Finally, after an hour, we produced an image that looked….like mud. Not Good. 14 of the 15 people left. The other guy was just hanging out to watch the train wreck…and he wasn’t disappointed. Bates chugged along on the algorithms for another hour. Then another. After a total of 4 hours at the demo, he looks up and says the following: “You know, deconvolution is really overrated sometimes. People think it is a cure-all, but it seldom works very well. After looking at these samples, it is very clear to me that you need to (buy something that costs $110,000) (deconvolution costs $3500).” So, during my instantaneous heart attack, the customer, who is a very nice,soft-spoken Canadian guy, just completely lost it. He told Bates “Whatever you are doing there, just stop it. Pack it up, and get out! I don’t want it.” To toot my own horn, I later closed the sale for the order in spite of this. Turns out Bates, despite a month’s notice, had NEVER performed image deconvolution in his life prior to that day, and he was just making up numbers to plug into the complex equations.

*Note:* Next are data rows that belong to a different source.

//! # Logging Utilities
//!
//! Logging setup for bridge frontends and tests, built on `tracing`.
//!
//! The bridge library itself only emits `tracing` events; whoever embeds it
//! decides where they go. This module covers the usual choices:
//! - Console output, pretty for development or JSON for collection
//! - An additional rolling log file
//! - File-only output, for hosts whose console belongs to the debugger
//!
//! ## Quick Start
//!
//! ```rust,no_run
//! use dacbridge_utils::init_logging;
//!
//! // Initialize with default settings (reads from RUST_LOG env var)
//! init_logging().expect("Failed to initialize logging");
//!
//! tracing::info!("Bridge loaded");
//! ```
//!
//! ## Environment Variables
//!
//! - `RUST_LOG`: Log level filter (e.g., `RUST_LOG=debug`, `RUST_LOG=dacbridge_core=trace`)
//! - `DACBRIDGE_LOG_FORMAT`: Output format (`json` or `pretty`, default: `pretty`)
//! - `DACBRIDGE_LOG_FILE`: Optional path of an additional daily-rolling log file
//!
//! ## Examples
//!
//! ```rust,no_run
//! use dacbridge_utils::{LogFormat, LogLevel, init_logging_to_file, init_logging_with_level};
//!
//! // Explicit level and format
//! init_logging_with_level(LogLevel::Debug, LogFormat::Pretty).expect("Failed to initialize logging");
//!
//! // Or, inside a debugger whose console must stay clean
//! let log_file = init_logging_to_file(Some(LogLevel::Debug)).expect("Failed to initialize logging");
//! println!("logging to {}", log_file.display());
//! ```

use std::path::{Path, PathBuf};
use std::str::FromStr;
use std::sync::OnceLock;
use std::{env, io};

use chrono::Utc;
use tracing::Level;
use tracing_appender::non_blocking::WorkerGuard;
use tracing_subscriber::fmt::time::ChronoUtc;
use tracing_subscriber::fmt::{self, MakeWriter};
use tracing_subscriber::layer::SubscriberExt;
use tracing_subscriber::util::SubscriberInitExt;
use tracing_subscriber::{EnvFilter, Layer, Registry};

/// Directory below `$HOME` that holds file-only logs.
pub const LOG_DIRECTORY: &str = ".dacbridge";

type BoxedLayer = Box<dyn Layer<Registry> + Send + Sync + 'static>;

/// Keeps the non-blocking file writer flushing for the life of the process.
static FILE_GUARD: OnceLock<WorkerGuard> = OnceLock::new();

/// Log output format
#[derive(Debug, Clone, Copy, PartialEq, Eq)]
pub enum LogFormat
{
    /// Pretty-printed, human-readable format (default)
    Pretty,
    /// One JSON object per event
    Json,
}

impl FromStr for LogFormat
{
    type Err = String;

    fn from_str(s: &str) -> Result<Self, Self::Err>
    {
        match s.to_lowercase().as_str() {
            "pretty" | "dev" | "development" => Ok(LogFormat::Pretty),
            "json" | "prod" | "production" => Ok(LogFormat::Json),
            _ => Err(format!("Unknown log format: {s}. Use 'pretty' or 'json'")),
        }
    }
}

/// Log level
#[derive(Debug, Clone, Copy, PartialEq, Eq)]
pub enum LogLevel
{
    /// Error level
    Error,
    /// Warning level
    Warn,
    /// Info level (default)
    Info,
    /// Debug level
    Debug,
    /// Trace level (most verbose)
    Trace,
}

impl From<LogLevel> for Level
{
    fn from(level: LogLevel) -> Self
    {
        match level {
            LogLevel::Error => Level::ERROR,
            LogLevel::Warn => Level::WARN,
            LogLevel::Info => Level::INFO,
            LogLevel::Debug => Level::DEBUG,
            LogLevel::Trace => Level::TRACE,
        }
    }
}

impl FromStr for LogLevel
{
    type Err = String;

    fn from_str(s: &str) -> Result<Self, Self::Err>
    {
        match s.to_lowercase().as_str() {
            "error" | "err" => Ok(LogLevel::Error),
            "warn" | "warning" => Ok(LogLevel::Warn),
            "info" => Ok(LogLevel::Info),
            "debug" | "dbg" => Ok(LogLevel::Debug),
            "trace" => Ok(LogLevel::Trace),
            _ => Err(format!(
                "Unknown log level: {s}. Use 'error', 'warn', 'info', 'debug', or 'trace'"
            )),
        }
    }
}

/// Initialize logging with default settings
///
/// Reads configuration from environment variables:
/// - `RUST_LOG`: Log level filter (e.g., `debug`, `dacbridge_core=debug`)
/// - `DACBRIDGE_LOG_FORMAT`: Output format (`json` or `pretty`, default: `pretty`)
/// - `DACBRIDGE_LOG_FILE`: Optional path to an additional log file
///
/// ## Errors
///
/// Returns an error if:
/// - Logging is already initialized
/// - `DACBRIDGE_LOG_FORMAT` holds an unknown format
pub fn init_logging() -> Result<(), LoggingError>
{
    let format = match env::var("DACBRIDGE_LOG_FORMAT") {
        Ok(value) => LogFormat::from_str(&value).map_err(LoggingError::InvalidFormat)?,
        Err(_) => LogFormat::Pretty,
    };
    let log_file = env::var_os("DACBRIDGE_LOG_FILE").map(PathBuf::from);

    init_with_console(format, default_filter(None), log_file.as_deref())
}

/// Initialize logging with explicit level and format
///
/// `RUST_LOG` is ignored; `DACBRIDGE_LOG_FILE` is still honored.
///
/// ## Errors
///
/// Returns an error if logging is already initialized.
pub fn init_logging_with_level(level: LogLevel, format: LogFormat) -> Result<(), LoggingError>
{
    let log_file = env::var_os("DACBRIDGE_LOG_FILE").map(PathBuf::from);
    init_with_console(format, EnvFilter::new(Level::from(level).to_string()), log_file.as_deref())
}

/// Initialize file-only logging (nothing on stdout/stderr)
///
/// The log file is `~/.dacbridge/YYYY-MM-DD-dacbridge.log`, or the same name
/// in the OS temp directory when there is no home directory.
///
/// ## Arguments
///
/// * `level` - Optional log level. If `None`, uses `RUST_LOG` or defaults to `INFO`.
///
/// ## Errors
///
/// Returns an error if logging is already initialized or the log directory
/// cannot be created.
pub fn init_logging_to_file(level: Option<LogLevel>) -> Result<PathBuf, LoggingError>
{
    let log_file = log_file_path(env::var_os("HOME").map(PathBuf::from))?;

    let (writer, guard) = file_writer(&log_file, false);
    let layer = build_layer(LogFormat::Pretty, writer, false, default_filter(level));
    Registry::default()
        .with(layer)
        .try_init()
        .map_err(|err| LoggingError::InitializationFailed(err.to_string()))?;
    let _ = FILE_GUARD.set(guard);

    Ok(log_file)
}

/// Where [`init_logging_to_file`] writes, creating the directory if needed.
fn log_file_path(home: Option<PathBuf>) -> Result<PathBuf, LoggingError>
{
    let today = Utc::now().format("%Y-%m-%d");
    let file_name = format!("{today}-dacbridge.log");

    match home {
        Some(home) => {
            let dir = home.join(LOG_DIRECTORY);
            std::fs::create_dir_all(&dir)?;
            Ok(dir.join(file_name))
        }
        None => Ok(env::temp_dir().join(file_name)),
    }
}

/// Filter priority: explicit level, then `RUST_LOG`, then `INFO`.
fn default_filter(explicit: Option<LogLevel>) -> EnvFilter
{
    if let Some(level) = explicit {
        return EnvFilter::new(Level::from(level).to_string());
    }
    EnvFilter::try_from_default_env().unwrap_or_else(|_| EnvFilter::new(Level::INFO.to_string()))
}

fn init_with_console(format: LogFormat, filter: EnvFilter, log_file: Option<&Path>) -> Result<(), LoggingError>
{
    let mut layers: Vec<BoxedLayer> = vec![build_layer(format, io::stdout, true, filter.clone())];

    let guard = log_file.map(|path| {
        let (writer, guard) = file_writer(path, true);
        layers.push(build_layer(format, writer, false, filter));
        guard
    });

    Registry::default()
        .with(layers)
        .try_init()
        .map_err(|err| LoggingError::InitializationFailed(err.to_string()))?;

    if let Some(guard) = guard {
        let _ = FILE_GUARD.set(guard);
    }
    Ok(())
}

fn file_writer(path: &Path, rolling: bool) -> (tracing_appender::non_blocking::NonBlocking, WorkerGuard)
{
    let directory = path.parent().unwrap_or_else(|| Path::new("."));
    let file_name = path.file_name().unwrap_or_default();
    if rolling {
        tracing_appender::non_blocking(tracing_appender::rolling::daily(directory, file_name))
    } else {
        // The date is already part of the file name
        tracing_appender::non_blocking(tracing_appender::rolling::never(directory, file_name))
    }
}

fn build_layer<W>(format: LogFormat, writer: W, ansi: bool, filter: EnvFilter) -> BoxedLayer
where
    W: for<'w> MakeWriter<'w> + Send + Sync + 'static,
{
    let layer = fmt::layer()
        .with_writer(writer)
        .with_target(true)
        .with_thread_ids(true)
        .with_thread_names(true)
        .with_file(true)
        .with_line_number(true)
        .with_timer(ChronoUtc::rfc_3339());

    match format {
        LogFormat::Pretty => layer.with_ansi(ansi).with_filter(filter).boxed(),
        LogFormat::Json => layer
            .json()
            .with_current_span(true)
            .with_span_list(true)
            .with_filter(filter)
            .boxed(),
    }
}

/// Logging initialization error
#[derive(Debug, thiserror::Error)]
pub enum LoggingError
{
    /// Invalid log format
    #[error("Invalid log format: {0}")]
    InvalidFormat(String),

    /// Failed to initialize logging
    #[error("Failed to initialize logging: {0}")]
    InitializationFailed(String),

    /// File logging error
    #[error("File logging error: {0}")]
    FileError(#[from] io::Error),
}
use dacbridge_core::config::BridgeConfig;
use dacbridge_core::context::BridgeContext;
use dacbridge_core::error::{BridgeError, HResult, Result};
use dacbridge_core::host::DebugHost;
use dacbridge_core::hosting::helpers::{
    HelperTable, HostedRuntime, MetadataRequest, NativeModuleImage, PortableLoadRequest, ReaderHandle,
};
use dacbridge_core::hosting::{Delegate, RuntimeLoader, RuntimeProperties, SymbolStoreOptions};
use dacbridge_core::pdb::native::{ImageAddressing, ImageReader, NativeSymbolBinder, NativeSymbolReader, INVALID_IL_OFFSET};
use dacbridge_core::pdb::scope::LexicalScope;
use dacbridge_core::pdb::sequence::{SequencePoint, SymbolDocument};
use dacbridge_core::types::{Address, HostModule, MethodToken, Platform};
use dacbridge_utils::{LogFormat, LogLevel};

/// `IMAGE_FILE_MACHINE_AMD64`
pub const MACHINE_AMD64: u32 = 0x8664;

// ---------------------------------------------------------------------------
// Host
// ---------------------------------------------------------------------------

/// In-memory host debugger
#[derive(Default)]
pub struct FakeHost
{
    pub modules: RefCell<HashMap<String, HostModule>>,
    pub memory: RefCell<Vec<(u64, Vec<u8>)>>,
    pub dump: Cell<bool>,
    pub reads: Cell<u32>,
    /// Fail reads running past the end of a mapped segment
    pub strict_reads: Cell<bool>,
    /// Engine id of the current thread
    pub current_thread: Cell<u32>,
    /// OS id -> engine id
    pub threads: RefCell<HashMap<u32, u32>>,
    /// Every engine id passed to `set_current_thread_id`
    pub switches: RefCell<Vec<u32>>,
    /// Engine id that refuses to become current
    pub refuse_switch_to: Cell<Option<u32>>,
    /// Engine id current at each context capture
    pub captured_on: RefCell<Vec<u32>>,
    pub capture_fails: Cell<bool>,
    /// OS ids passed to `thread_context_by_system_id`
    pub by_id_requests: RefCell<Vec<u32>>,
    pub unwinds: RefCell<Vec<u32>>,
    pub symbol_path: RefCell<Option<String>>,
    pub added_symbols: RefCell<Vec<PathBuf>>,
}

impl FakeHost
{
    pub fn new() -> Self
    {
        Self::default()
    }

    pub fn add_module(&self, name: &str, base: u64, size: u64, image_path: impl Into<PathBuf>)
    {
        let index = u32::try_from(self.modules.borrow().len()).unwrap();
        self.modules.borrow_mut().insert(
            name.to_string(),
            HostModule {
                index,
                base: Address::new(base),
                size,
                image_path: image_path.into(),
            },
        );
    }

    pub fn map_memory(&self, base: u64, bytes: Vec<u8>)
    {
        self.memory.borrow_mut().push((base, bytes));
    }

    pub fn add_thread(&self, system_id: u32, engine_id: u32)
    {
        self.threads.borrow_mut().insert(system_id, engine_id);
    }

    pub fn set_symbol_path(&self, path: &str)
    {
        *self.symbol_path.borrow_mut() = Some(path.to_string());
    }
}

The lesson: Hubbard apparently left out the part about preparation, competence, honesty, and freakin’ common sense.
The Odyssey with Bates went on for over a year. We never made one sale as a team, which is incredible. I tried very hard to stay in a positive frame of mind with him. I’m pretty hesitant to be critical just flat out and direct to a person’s face, but I fought the urge to avoid this and would make appointments to meet with him outside of work to discuss our team selling methods very candidly and as constructively as possible. We were even pretty good friends. His manager had never observed him in front of customers (a huge downside to our company, which trusts its employees to be competent—more like, “we don’t take the time or expend the energy into managing our employees”).
Finally, the jig was up and we were confronted with our lack of success. My response to the manager was “Somebody needs to come to a demonstration with us and see what happens! It’s often a confusing mess where buying the product from us is not the next logical conclusion (to me this is the definition of the sales process)…Just come and see what happens for yourself—I just want to make sure it’s not me!”
And I did something that was pretty tough—I called Bates and told him exactly what I told the manager. I thought this was the moral high ground, although I knew he wouldn’t be happy. I just hate the back-stab crap that usually happens.
But I overestimated his maturity, and I looked like the asshole who was just stirring up trouble and not taking accountability.
So the manager, rather than expending any effort and doing what I suggested concluded “(me) and Bates just can’t work together—they are incompatible.” It was interpreted that I am maybe a little too demanding and difficult to work with (okay, I’ll concede a little of that). But I had the track record as the #1 guy in the company, so I got at least a little bit of benefit of the doubt. Bates was moved to 2nd-tier accounts, I was given another guy to work with (a seasoned veteran), and we have only spoken briefly since then. My new guy and I have closed 100% of our demonstrations—but Bates has done okay since then, too.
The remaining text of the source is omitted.